__What is required__: Reproduce each record exactly.

__Data supplied__:
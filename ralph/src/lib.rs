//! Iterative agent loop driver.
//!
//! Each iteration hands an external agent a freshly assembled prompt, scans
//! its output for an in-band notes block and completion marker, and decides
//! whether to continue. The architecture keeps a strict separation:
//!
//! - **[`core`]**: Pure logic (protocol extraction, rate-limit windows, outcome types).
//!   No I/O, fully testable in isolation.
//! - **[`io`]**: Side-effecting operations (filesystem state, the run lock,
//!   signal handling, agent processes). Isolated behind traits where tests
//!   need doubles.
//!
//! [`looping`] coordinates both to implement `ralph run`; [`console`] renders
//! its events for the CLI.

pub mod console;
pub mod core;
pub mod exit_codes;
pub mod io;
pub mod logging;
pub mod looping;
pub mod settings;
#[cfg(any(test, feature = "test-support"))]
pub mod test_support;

__Exercise answer__:
filename ralph/src/lib.rs
//! Iterative agent loop driver.
//!
//! Each iteration hands an external agent a freshly assembled prompt, scans
//! its output for an in-band notes block and completion marker, and decides
//! whether to continue. The architecture keeps a strict separation:
//!
//! - **[`core`]**: Pure logic (protocol extraction, rate-limit windows, outcome types).
//!   No I/O, fully testable in isolation.
//! - **[`io`]**: Side-effecting operations (filesystem state, the run lock,
//!   signal handling, agent processes). Isolated behind traits where tests
//!   need doubles.
//!
//! [`looping`] coordinates both to implement `ralph run`; [`console`] renders
//! its events for the CLI.

pub mod console;
pub mod core;
pub mod exit_codes;
pub mod io;
pub mod logging;
pub mod looping;
pub mod settings;
#[cfg(any(test, feature = "test-support"))]
pub mod test_support;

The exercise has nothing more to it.